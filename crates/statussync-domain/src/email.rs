//! Email module - messages handed to the pipeline by an email source

use chrono::NaiveDate;

/// A single email message
///
/// All fields are plain text and trimmed on construction. Once built, an
/// email is never modified; the pipeline consumes it once for
/// classification and extraction.
#[derive(Debug, Clone, PartialEq, Eq, Default)]
pub struct Email {
    subject: String,
    body: String,
    sender: String,
    recipient: String,
    date: String,
}

impl Email {
    /// Create a new email, trimming surrounding whitespace from every field
    ///
    /// # Examples
    ///
    /// ```
    /// use statussync_domain::Email;
    ///
    /// let email = Email::new("  Your application  ", "Thanks!\n", "jobs@acme.com", "", "");
    /// assert_eq!(email.subject(), "Your application");
    /// assert_eq!(email.body(), "Thanks!");
    /// ```
    pub fn new(
        subject: impl AsRef<str>,
        body: impl AsRef<str>,
        sender: impl AsRef<str>,
        recipient: impl AsRef<str>,
        date: impl AsRef<str>,
    ) -> Self {
        Self {
            subject: subject.as_ref().trim().to_string(),
            body: body.as_ref().trim().to_string(),
            sender: sender.as_ref().trim().to_string(),
            recipient: recipient.as_ref().trim().to_string(),
            date: date.as_ref().trim().to_string(),
        }
    }

    /// Subject line
    pub fn subject(&self) -> &str {
        &self.subject
    }

    /// Plain-text body
    pub fn body(&self) -> &str {
        &self.body
    }

    /// The `From` header
    pub fn sender(&self) -> &str {
        &self.sender
    }

    /// The `To` header
    pub fn recipient(&self) -> &str {
        &self.recipient
    }

    /// The `Date` header, as received
    pub fn date(&self) -> &str {
        &self.date
    }

    /// Whether the subject line is empty
    pub fn has_subject(&self) -> bool {
        !self.subject.is_empty()
    }
}

/// Date window and result cap for a fetch from an email source
///
/// `start_date` is inclusive, `end_date` is exclusive.
#[derive(Debug, Clone, Copy, PartialEq, Eq)]
pub struct FetchWindow {
    /// First day included
    pub start_date: NaiveDate,

    /// First day no longer included
    pub end_date: NaiveDate,

    /// Maximum number of messages to return
    pub max_results: usize,
}

impl FetchWindow {
    /// Create a new fetch window
    pub fn new(start_date: NaiveDate, end_date: NaiveDate, max_results: usize) -> Self {
        Self {
            start_date,
            end_date,
            max_results,
        }
    }

    /// Whether a day falls inside the window
    pub fn contains(&self, day: NaiveDate) -> bool {
        day >= self.start_date && day < self.end_date
    }

    /// Validate the window
    pub fn validate(&self) -> Result<(), String> {
        if self.end_date <= self.start_date {
            return Err(format!(
                "end date {} must be after start date {}",
                self.end_date, self.start_date
            ));
        }
        if self.max_results == 0 {
            return Err("max_results must be greater than 0".to_string());
        }
        Ok(())
    }
}
//! Integration tests for statussync-store
//!
//! These tests verify persistence of sheet rows across store instances.

use statussync_domain::traits::TabularStore;
use statussync_domain::{SheetRow, FIRST_DATA_ROW};
use statussync_store::{SqliteSheetStore, StoreError};
use tempfile::TempDir;

fn row(status: &str, company: &str, position: &str) -> SheetRow {
    SheetRow::from_cells(&[status, company, position, "unknown", "unknown"])
}

#[test]
fn test_store_initialization() {
    let store = SqliteSheetStore::new(":memory:");
    assert!(store.is_ok(), "Store should initialize successfully");
}

#[test]
fn test_append_then_read_preserves_order() {
    let mut store = SqliteSheetStore::in_memory().unwrap();
    store.append_row("Sheet1", &row("applied", "Acme", "Engineer")).unwrap();
    store.append_row("Sheet1", &row("interview", "Globex", "Analyst")).unwrap();
    store.append_row("Sheet1", &row("rejected", "Initech", "Manager")).unwrap();

    let rows = store.read_all("Sheet1").unwrap();
    let companies: Vec<&str> = rows.iter().map(|r| r.row.company.as_str()).collect();
    assert_eq!(companies, vec!["Acme", "Globex", "Initech"]);
    let numbers: Vec<usize> = rows.iter().map(|r| r.row_number).collect();
    assert_eq!(numbers, vec![FIRST_DATA_ROW, FIRST_DATA_ROW + 1, FIRST_DATA_ROW + 2]);
}

#[test]
fn test_update_in_place() {
    let mut store = SqliteSheetStore::in_memory().unwrap();
    store.append_row("Sheet1", &row("applied", "Acme", "Engineer")).unwrap();
    store.append_row("Sheet1", &row("applied", "Globex", "Analyst")).unwrap();

    store
        .update_row("Sheet1", 3, &row("offer", "Globex", "Analyst"))
        .unwrap();

    let rows = store.read_all("Sheet1").unwrap();
    assert_eq!(rows.len(), 2);
    assert_eq!(rows[0].row.status, "applied");
    assert_eq!(rows[1].row.status, "offer");
}

#[test]
fn test_update_missing_row_fails() {
    let mut store = SqliteSheetStore::in_memory().unwrap();
    let result = store.update_row("Sheet1", 7, &row("offer", "Acme", "Engineer"));
    assert!(matches!(result, Err(StoreError::RowOutOfRange { row: 7, .. })));
}

#[test]
fn test_rows_persist_across_instances() {
    let dir = TempDir::new().unwrap();
    let path = dir.path().join("statussync.db");

    {
        let mut store = SqliteSheetStore::new(&path).unwrap();
        store.append_row("Sheet1", &row("applied", "Acme", "Engineer")).unwrap();
    }

    let mut store = SqliteSheetStore::new(&path).unwrap();
    store.append_row("Sheet1", &row("interview", "Globex", "Analyst")).unwrap();

    let rows = store.read_all("Sheet1").unwrap();
    assert_eq!(rows.len(), 2);
    assert_eq!(rows[1].row_number, 3);
    assert!(store.header("Sheet1").unwrap().is_some());
}

#[test]
fn test_empty_cells_round_trip() {
    let mut store = SqliteSheetStore::in_memory().unwrap();
    store.append_row("Sheet1", &SheetRow::from_cells(&["applied", "Acme"])).unwrap();

    let rows = store.read_all("Sheet1").unwrap();
    assert_eq!(rows[0].row.position, "");
    assert_eq!(rows[0].row.action_date, "");
}
//! Error types for the pipeline

use thiserror::Error;

/// Errors that abort a pipeline run
///
/// Per-item failures never surface here; they degrade to `false`, `None`
/// or a `failed` count.
#[derive(Error, Debug)]
pub enum PipelineError {
    /// A collaborator rejected its credentials
    #[error("Authentication failed for {collaborator}: {message}")]
    Authentication {
        /// Which collaborator failed
        collaborator: &'static str,
        /// Collaborator's error message
        message: String,
    },

    /// Configuration error
    #[error("Configuration error: {0}")]
    Config(String),
}

impl PipelineError {
    pub(crate) fn authentication(collaborator: &'static str, error: &dyn std::error::Error) -> Self {
        PipelineError::Authentication {
            collaborator,
            message: error.to_string(),
        }
    }
}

------------------------------------

• [Activity]: How many lines of the listing include the string "iter"? Respond with the number only.

• [Expected answer]: 2